With her paint still fresh and her plankowners just off her shakedown, Castor, along with the rest of the mighty Grand Fleet, crashed into the German High Seas Fleet off Denmark’s North Sea Jutland coast, the largest battleship-cruiser-destroyer surface action in history.

While covering the whole Battle of Jutland goes far beyond the scope of this post, we shall focus on Castor’s role and that of her flotilla on the night of the 31st of May. With the day’s fleet action broken up and the two fleets searching for each other in the darkness, the leading German light cruisers brushed into the British rear-guard starboard wing, that being HMS Castor and her destroyers. The official history states:

“At 20:11 hrs., the 11th Flotilla led by Commodore Hawksley, onboard Castor spotted German Destroyers to his NWN and turned to attack, supported by the 4th Light Cruiser Squadron. They had found not destroyers but the main German battle line.”

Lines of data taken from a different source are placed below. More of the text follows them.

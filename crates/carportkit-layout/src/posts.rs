//! Structural post derivation.
//!
//! Structural posts are never stored. They are recomputed from width, depth
//! and the storage room settings every time they are needed, always in the
//! same order and with the same ids, so panels can reference them by id
//! across edits.

use glam::DVec2;
use serde::{Deserialize, Serialize};

use crate::axes;
use crate::geometry::Edge;
use crate::model::{Configuration, CustomPost, PostId, StoragePosition, StorageRoomConfig};

/// Half of the post cross-section; posts sit this far inside the footprint.
pub const POST_OFFSET: f64 = 0.05;

/// Depth from which one intermediate post is added on each long side.
pub const MID_POST_DEPTH: f64 = 5.0;
/// Depth from which two intermediate posts per long side and a back post
/// are added.
pub const THIRDS_POST_DEPTH: f64 = 6.0;

pub const FRONT_LEFT: &str = "static-fl";
pub const FRONT_RIGHT: &str = "static-fr";
pub const BACK_LEFT: &str = "static-bl";
pub const BACK_RIGHT: &str = "static-br";
pub const LEFT_MID_1: &str = "static-lm1";
pub const LEFT_MID_2: &str = "static-lm2";
pub const RIGHT_MID_1: &str = "static-rm1";
pub const RIGHT_MID_2: &str = "static-rm2";
pub const BACK_MID: &str = "static-back-mid";
pub const STORE_FRONT_LEFT: &str = "static-store-fl";
pub const STORE_FRONT_RIGHT: &str = "static-store-fr";
pub const STORE_BACK_LEFT: &str = "static-store-bl";
pub const STORE_BACK_RIGHT: &str = "static-store-br";

/// Prefix shared by every derived post id.
pub const STRUCTURAL_PREFIX: &str = "static-";

/// A resolved post position, structural or custom.
#[derive(Debug, Clone, PartialEq, Serialize, Deserialize)]
pub struct Post {
    pub id: PostId,
    pub x: f64,
    pub z: f64,
}

impl Post {
    pub fn new(id: impl Into<String>, x: f64, z: f64) -> Self {
        Self {
            id: PostId::new(id),
            x,
            z,
        }
    }

    /// Ground-plane position.
    pub fn position(&self) -> DVec2 {
        DVec2::new(self.x, self.z)
    }

    pub fn is_structural(&self) -> bool {
        is_structural_id(self.id.as_str())
    }
}

impl From<&CustomPost> for Post {
    fn from(post: &CustomPost) -> Self {
        Self {
            id: post.id.clone(),
            x: post.x,
            z: post.z,
        }
    }
}

/// True for ids produced by [`derive_posts`].
pub fn is_structural_id(id: &str) -> bool {
    id.starts_with(STRUCTURAL_PREFIX)
}

/// Derives the structural posts for a footprint and storage room.
///
/// Emission order is fixed: the four outer corners, the intermediate posts
/// selected by depth, the back middle post, then the two storage inner
/// posts.
pub fn derive_posts(width: f64, depth: f64, storage: &StorageRoomConfig) -> Vec<Post> {
    let hw = width / 2.0;
    let hd = depth / 2.0;
    let o = POST_OFFSET;

    let mut posts = vec![
        Post::new(FRONT_LEFT, -hw + o, hd - o),
        Post::new(FRONT_RIGHT, hw - o, hd - o),
        Post::new(BACK_LEFT, -hw + o, -hd + o),
        Post::new(BACK_RIGHT, hw - o, -hd + o),
    ];

    if (MID_POST_DEPTH..THIRDS_POST_DEPTH).contains(&depth) {
        posts.push(Post::new(LEFT_MID_1, 0.0, hd - o));
        posts.push(Post::new(RIGHT_MID_1, 0.0, -hd + o));
    }

    if depth >= THIRDS_POST_DEPTH {
        let third = width / 3.0;
        let near = -hw + third + o;
        let far = hw - third - o;
        posts.push(Post::new(LEFT_MID_1, near, hd - o));
        posts.push(Post::new(LEFT_MID_2, far, hd - o));
        posts.push(Post::new(RIGHT_MID_1, near, -hd + o));
        posts.push(Post::new(RIGHT_MID_2, far, -hd + o));

        if !storage.enabled {
            posts.push(Post::new(BACK_MID, -hw + o, 0.0));
        }
    }

    if storage.enabled {
        let edge = axes::storage_edge(storage.position);
        let inward = -axes::outward_normal(edge) * storage.depth;
        for (corner, inner) in edge_corners(edge) {
            if let Some(outer) = posts[..4].iter().find(|p| p.id == corner) {
                let at = outer.position() + inward;
                posts.push(Post::new(inner, at.x, at.y));
            }
        }
    }

    posts
}

/// Structural posts of a configuration.
pub fn structural_posts(config: &Configuration) -> Vec<Post> {
    derive_posts(config.width, config.depth, &config.storage_room)
}

/// Looks a post up by id, custom posts first, then structural ones.
pub fn find_post(config: &Configuration, id: &PostId) -> Option<Post> {
    if let Some(post) = config.custom_post(id) {
        return Some(Post::from(post));
    }
    if !is_structural_id(id.as_str()) {
        return None;
    }
    structural_posts(config).into_iter().find(|p| &p.id == id)
}

/// Custom posts followed by structural posts.
pub fn all_posts(config: &Configuration) -> Vec<Post> {
    let mut posts: Vec<Post> = config.custom_posts.iter().map(Post::from).collect();
    posts.extend(structural_posts(config));
    posts
}

/// The posts a storage room's walls hang off.
///
/// `outer[i]` and `inner[i]` are joined by an end cap.
#[derive(Debug, Clone, PartialEq, Eq)]
pub struct StorageAnchors {
    pub outer: [&'static str; 2],
    pub inner: [&'static str; 2],
}

/// Anchors of the storage room at `position`, on the edge the axes table
/// assigns to it.
pub fn storage_anchors(position: StoragePosition) -> StorageAnchors {
    let [(outer_a, inner_a), (outer_b, inner_b)] = edge_corners(axes::storage_edge(position));
    StorageAnchors {
        outer: [outer_a, outer_b],
        inner: [inner_a, inner_b],
    }
}

/// Corner posts on `edge`, each paired with the storage post that faces it
/// across the room.
fn edge_corners(edge: Edge) -> [(&'static str, &'static str); 2] {
    match edge {
        Edge::Left => [
            (FRONT_LEFT, STORE_FRONT_LEFT),
            (BACK_LEFT, STORE_BACK_LEFT),
        ],
        Edge::Right => [
            (FRONT_RIGHT, STORE_FRONT_RIGHT),
            (BACK_RIGHT, STORE_BACK_RIGHT),
        ],
        Edge::Front => [
            (FRONT_LEFT, STORE_FRONT_LEFT),
            (FRONT_RIGHT, STORE_FRONT_RIGHT),
        ],
        Edge::Back => [
            (BACK_LEFT, STORE_BACK_LEFT),
            (BACK_RIGHT, STORE_BACK_RIGHT),
        ],
    }
}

Castor’s force was soon spotted by the German ships, who approached in the darkness and mimicked the response to a British challenge signal that they had been confronted with, in turn getting one correct out of three challenges. This meant that they were able to approach much closer than usual.

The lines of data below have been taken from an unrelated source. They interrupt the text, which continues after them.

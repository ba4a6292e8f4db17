//! Configuration store.
//!
//! Holds the current [`Configuration`] as an immutable snapshot and exposes
//! the named setters that are the only write path to it. Every setter
//! clones the snapshot, edits the copy and swaps it in as a whole, then
//! publishes one [`ConfigEvent`], so a reader holding an older `Arc` keeps a
//! consistent view.
//!
//! The impl is split by concern:
//! - `posts`: custom post creation, moves and cascading removal
//! - `panels`: custom panels between posts
//! - `features`: windows and doors on standard and custom panels
//! - `storage`: the storage room and its reserved walls
//! - `ids`: per-store id counters

mod features;
mod ids;
mod panels;
mod posts;
mod storage;

use std::sync::Arc;

use carportkit_core::{
    ChangeKind, ConfigEvent, EventDispatcher, EventReceiver, ThreadSafe,
};
use tracing::{debug, warn};

use crate::model::{
    Configuration, GutterConfig, Limit, PanelConfig, PostId, RoofType, WallSide,
};
use crate::palette;
use crate::posts::{self as derive, Post};

pub use features::reclamp_features;
pub use ids::IdAllocator;
pub use posts::Cascade;
pub use storage::{is_storage_panel_id, storage_panels, STORAGE_PANEL_IDS};

/// Margin kept between a feature and the ends of its panel.
pub const FEATURE_MARGIN: f64 = 0.5;

/// A store handle that serialises every mutation behind one lock.
pub type SharedStore = ThreadSafe<ConfigStore>;

/// Single-writer owner of the current configuration.
#[derive(Debug)]
pub struct ConfigStore {
    config: Arc<Configuration>,
    revision: u64,
    ids: IdAllocator,
    events: EventDispatcher,
    feature_margin: f64,
}

impl ConfigStore {
    /// Creates a store holding the default configuration.
    pub fn new() -> Self {
        Self::with_config(Configuration::default())
    }

    /// Creates a store holding `config`. Id counters start past any id
    /// already present.
    pub fn with_config(config: Configuration) -> Self {
        let mut ids = IdAllocator::new();
        ids.sync_with(&config);
        Self {
            config: Arc::new(config),
            revision: 0,
            ids,
            events: EventDispatcher::default(),
            feature_margin: FEATURE_MARGIN,
        }
    }

    /// Overrides the feature margin used when re-clamping features.
    pub fn with_feature_margin(mut self, margin: f64) -> Self {
        self.feature_margin = margin;
        self
    }

    /// Current snapshot.
    pub fn config(&self) -> Arc<Configuration> {
        Arc::clone(&self.config)
    }

    /// Number of committed mutations.
    pub fn revision(&self) -> u64 {
        self.revision
    }

    pub fn feature_margin(&self) -> f64 {
        self.feature_margin
    }

    pub fn subscribe(&self) -> EventReceiver {
        self.events.subscribe()
    }

    /// Swaps in `next` and notifies subscribers.
    fn commit(&mut self, next: Configuration, kind: ChangeKind) {
        self.config = Arc::new(next);
        self.revision += 1;
        debug!("Committed {} change at revision {}", kind, self.revision);
        self.events.publish(ConfigEvent {
            revision: self.revision,
            kind,
        });
    }

    /// Applies `edit` to a copy of the current snapshot and commits it.
    fn update<R>(&mut self, kind: ChangeKind, edit: impl FnOnce(&mut Configuration) -> R) -> R {
        let mut next = (*self.config).clone();
        let result = edit(&mut next);
        self.commit(next, kind);
        result
    }

    /// Replaces the whole configuration, e.g. after loading a shared link.
    ///
    /// Out-of-range dimensions are clamped and feature offsets re-clamped.
    pub fn set_config(&mut self, config: Configuration) {
        let mut next = config;
        clamp_dimensions(&mut next);
        reclamp_features(&mut next, self.feature_margin);
        self.ids.sync_with(&next);
        self.commit(next, ChangeKind::Replaced);
    }

    /// Restores the default configuration. Id counters are kept.
    pub fn reset_config(&mut self) {
        self.commit(Configuration::default(), ChangeKind::Replaced);
    }

    pub fn set_width(&mut self, width: f64) {
        let width = clamp_logged(Limit::WIDTH, width);
        let margin = self.feature_margin;
        self.update(ChangeKind::Dimensions, |c| {
            c.width = width;
            reclamp_features(c, margin);
        });
    }

    pub fn set_depth(&mut self, depth: f64) {
        let depth = clamp_logged(Limit::DEPTH, depth);
        let margin = self.feature_margin;
        self.update(ChangeKind::Dimensions, |c| {
            c.depth = depth;
            reclamp_features(c, margin);
        });
    }

    pub fn set_height(&mut self, height: f64) {
        let height = clamp_logged(Limit::HEIGHT, height);
        self.update(ChangeKind::Dimensions, |c| c.height = height);
    }

    /// Sets the display colour. Anything other than `#RRGGBB` is ignored.
    pub fn set_color(&mut self, color: &str) {
        if !palette::is_hex_color(color) {
            warn!("Ignoring invalid colour {:?}", color);
            return;
        }
        let color = color.to_string();
        self.update(ChangeKind::Color, |c| c.color = color);
    }

    pub fn set_roof_type(&mut self, roof_type: RoofType) {
        self.update(ChangeKind::Roof, |c| c.roof_type = roof_type);
    }

    /// Replaces one standard side slot, features included.
    pub fn set_panel(&mut self, side: WallSide, panel: PanelConfig) {
        let margin = self.feature_margin;
        self.update(ChangeKind::StandardPanel, |c| {
            *c.panels.get_mut(side) = panel;
            reclamp_features(c, margin);
        });
    }

    pub fn set_gutter(&mut self, gutter: GutterConfig) {
        self.update(ChangeKind::Gutter, |c| c.gutter = gutter);
    }

    /// Resolves a post id, custom posts first, then a fresh derivation of
    /// the structural posts.
    pub fn get_post_by_id(&self, id: &PostId) -> Option<Post> {
        derive::find_post(&self.config, id)
    }

    pub fn structural_posts(&self) -> Vec<Post> {
        derive::structural_posts(&self.config)
    }

    /// Custom posts followed by structural posts.
    pub fn all_posts(&self) -> Vec<Post> {
        derive::all_posts(&self.config)
    }
}

impl Default for ConfigStore {
    fn default() -> Self {
        Self::new()
    }
}

fn clamp_logged(limit: Limit, value: f64) -> f64 {
    let clamped = limit.clamp(value);
    if clamped != value {
        warn!(
            "Clamped {} {} into {}..={}: {}",
            limit.name, value, limit.min, limit.max, clamped
        );
    }
    clamped
}

fn clamp_dimensions(config: &mut Configuration) {
    config.width = clamp_logged(Limit::WIDTH, config.width);
    config.depth = clamp_logged(Limit::DEPTH, config.depth);
    config.height = clamp_logged(Limit::HEIGHT, config.height);
    config.storage_room.depth = clamp_logged(Limit::STORAGE_DEPTH, config.storage_room.depth);
}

Then, at a range of just 2,000 yards, the German ships threw on their searchlights and opened fire. Castor returned fire, and she and at least two of her destroyers (Marne and Magic), each snap-shotted one torpedo each at the German ships, with the cruiser aiming at the first German in line and the two lead destroyers on the following. “This was followed by an explosion. It may be taken for certain that it was Magic’s torpedo that struck the second ship in the enemy’s line.”

This confused surface action lasted for about five minutes before both sides heeled away into the safety of the black night. Some of the other destroyers reported that they were unable to see the enemy because of glare from Castor’s guns, while others believed there had been some mistake and the contact was friendly fire. No news of the engagement reached Jellicoe in time for him to react with the main battle line.

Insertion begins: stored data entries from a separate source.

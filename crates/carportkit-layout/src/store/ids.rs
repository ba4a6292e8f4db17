//! Per-store id allocation.

use crate::model::{Configuration, FeatureId, PanelId, PostId};

const POST_PREFIX: &str = "post-";
const PANEL_PREFIX: &str = "panel-";
const FEATURE_PREFIX: &str = "feat-";

/// Monotonic counters for custom post, panel and feature ids.
///
/// Counters never move backwards, so a deleted id is never handed out
/// again by the same store.
#[derive(Debug, Clone, Default, PartialEq, Eq)]
pub struct IdAllocator {
    posts: u64,
    panels: u64,
    features: u64,
}

impl IdAllocator {
    pub fn new() -> Self {
        Self::default()
    }

    pub fn next_post(&mut self) -> PostId {
        self.posts += 1;
        PostId::new(format!("{}{}", POST_PREFIX, self.posts))
    }

    pub fn next_panel(&mut self) -> PanelId {
        self.panels += 1;
        PanelId::new(format!("{}{}", PANEL_PREFIX, self.panels))
    }

    pub fn next_feature(&mut self) -> FeatureId {
        self.features += 1;
        FeatureId::new(format!("{}{}", FEATURE_PREFIX, self.features))
    }

    /// Advances every counter past the numeric suffixes already used in
    /// `config`.
    pub fn sync_with(&mut self, config: &Configuration) {
        for post in &config.custom_posts {
            bump(&mut self.posts, post.id.as_str(), POST_PREFIX);
        }
        for panel in &config.custom_panels {
            bump(&mut self.panels, panel.id.as_str(), PANEL_PREFIX);
        }
        let standard = [
            &config.panels.left,
            &config.panels.right,
            &config.panels.back,
        ];
        let features = standard
            .into_iter()
            .flat_map(|p| p.features.iter())
            .chain(config.custom_panels.iter().flat_map(|p| p.features.iter()));
        for feature in features {
            bump(&mut self.features, feature.id.as_str(), FEATURE_PREFIX);
        }
    }
}

fn bump(counter: &mut u64, id: &str, prefix: &str) {
    if let Some(n) = id.strip_prefix(prefix).and_then(|s| s.parse::<u64>().ok()) {
        *counter = (*counter).max(n);
    }
}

While her 14 destroyers came away unscathed, Castor received 10 large caliber shell hits, which set her ablaze, and lost 12 of her Sailors and Marines killed or missing.

A photograph was taken from inside the hull of the light cruiser HMS Castor after the Battle of Jutland showing a large shell hole. IWM photograph Q 61137

The dozen killed included bugler Albert Flory, RMLI, who gave his last full measure at the ripe old age of 16.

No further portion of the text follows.